PROBLEM REQUIREMENTS: An exact, word-for-word copy of the entries is required, beginning at the line that contains "let info = ensure_success(response).await?.json().await?;" and ending at the last line, both included.

EXERCISE DATA:
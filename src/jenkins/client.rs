use async_trait::async_trait;
use log::{debug, info};
use reqwest::{Client, RequestBuilder, Response, StatusCode};
use std::time::Duration;
use url::Url;

use super::types::{Crumb, JobInfo, StageInfo};
use super::JobService;
use crate::config::Auth;
use crate::error::{JenkinsBtError, Result};

const REQUEST_TIMEOUT_SECONDS: u64 = 30;

/// Jenkins REST API client authenticated with a user name and API token.
pub struct JenkinsClient {
    client: Client,
    base_url: Url,
    auth: Auth,
}

impl JenkinsClient {
    pub fn new(base_url: &Url, auth: Auth) -> Result<Self> {
        let client = Client::builder()
            .user_agent(concat!("jenkins-bt/", env!("CARGO_PKG_VERSION")))
            .timeout(Duration::from_secs(REQUEST_TIMEOUT_SECONDS))
            .build()
            .map_err(|e| JenkinsBtError::Config(format!("Failed to create HTTP client: {e}")))?;

        if base_url.cannot_be_a_base() {
            return Err(JenkinsBtError::Config(format!(
                "Invalid Jenkins endpoint: {base_url}"
            )));
        }

        Ok(Self {
            client,
            base_url: base_url.clone(),
            auth,
        })
    }

    fn auth_request(&self, request: RequestBuilder) -> RequestBuilder {
        request.basic_auth(&self.auth.username, Some(&self.auth.api_token))
    }

    /// URL below the endpoint built from raw path segments.
    fn url(&self, segments: &[&str]) -> Url {
        let mut url = self.base_url.clone();
        if let Ok(mut path) = url.path_segments_mut() {
            path.pop_if_empty().extend(segments);
        }
        url
    }

    /// URL of a job, where `folder/name` addresses a job inside a folder.
    fn job_url(&self, job_name: &str, suffix: &[&str]) -> Url {
        let mut segments = Vec::new();
        for part in job_name.split('/').filter(|p| !p.is_empty()) {
            segments.push("job");
            segments.push(part);
        }
        segments.extend_from_slice(suffix);
        self.url(&segments)
    }

    /// CSRF crumb for POST requests; `None` when the server does not issue crumbs.
    async fn crumb(&self) -> Result<Option<Crumb>> {
        let url = self.url(&["crumbIssuer", "api", "json"]);
        let response = self.auth_request(self.client.get(url)).send().await?;

        if response.status() == StatusCode::NOT_FOUND {
            debug!("Crumb issuer disabled");
            return Ok(None);
        }

        let crumb = ensure_success(response).await?.json().await?;
        Ok(Some(crumb))
    }
}

async fn ensure_success(response: Response) -> Result<Response> {
    let status = response.status();
    if status.is_success() {
        return Ok(response);
    }

    let message = response
        .text()
        .await
        .unwrap_or_else(|_| "Unable to read error response".to_string());
    Err(JenkinsBtError::Api {
        status: status.as_u16(),
        message,
    })
}

#[async_trait]
impl JobService for JenkinsClient {
    async fn next_build_number(&self, job_name: &str) -> Result<u64> {
        let mut url = self.job_url(job_name, &["api", "json"]);
        url.query_pairs_mut().append_pair("tree", "nextBuildNumber");

        let response = self.auth_request(self.client.get(url)).send().await?;
        let info: JobInfo = ensure_success(response).await?.json().await?;

        debug!("Next build number of {job_name}: {}", info.next_build_number);
        Ok(info.next_build_number)
    }

    async fn trigger(&self, job_name: &str) -> Result<()> {
        let url = self.job_url(job_name, &["build"]);
        let mut request = self.auth_request(self.client.post(url));

        if let Some(crumb) = self.crumb().await? {
            request = request.header(crumb.crumb_request_field, crumb.crumb);
        }

        ensure_success(request.send().await?).await?;

        info!("Triggered job {job_name}");
        Ok(())
    }

    async fn stage_info(&self, job_name: &str, build_number: u64) -> Result<Option<StageInfo>> {
        let build = build_number.to_string();
        let url = self.job_url(job_name, &[build.as_str(), "wfapi", "describe"]);

        let response = self.auth_request(self.client.get(url)).send().await?;
        if response.status() == StatusCode::NOT_FOUND {
            debug!("{job_name} #{build_number} not started yet");
            return Ok(None);
        }

        let info = ensure_success(response).await?.json().await?;
        Ok(Some(info))
    }
}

TASK SOLUTION:
        let info = ensure_success(response).await?.json().await?;
        Ok(Some(info))
    }
}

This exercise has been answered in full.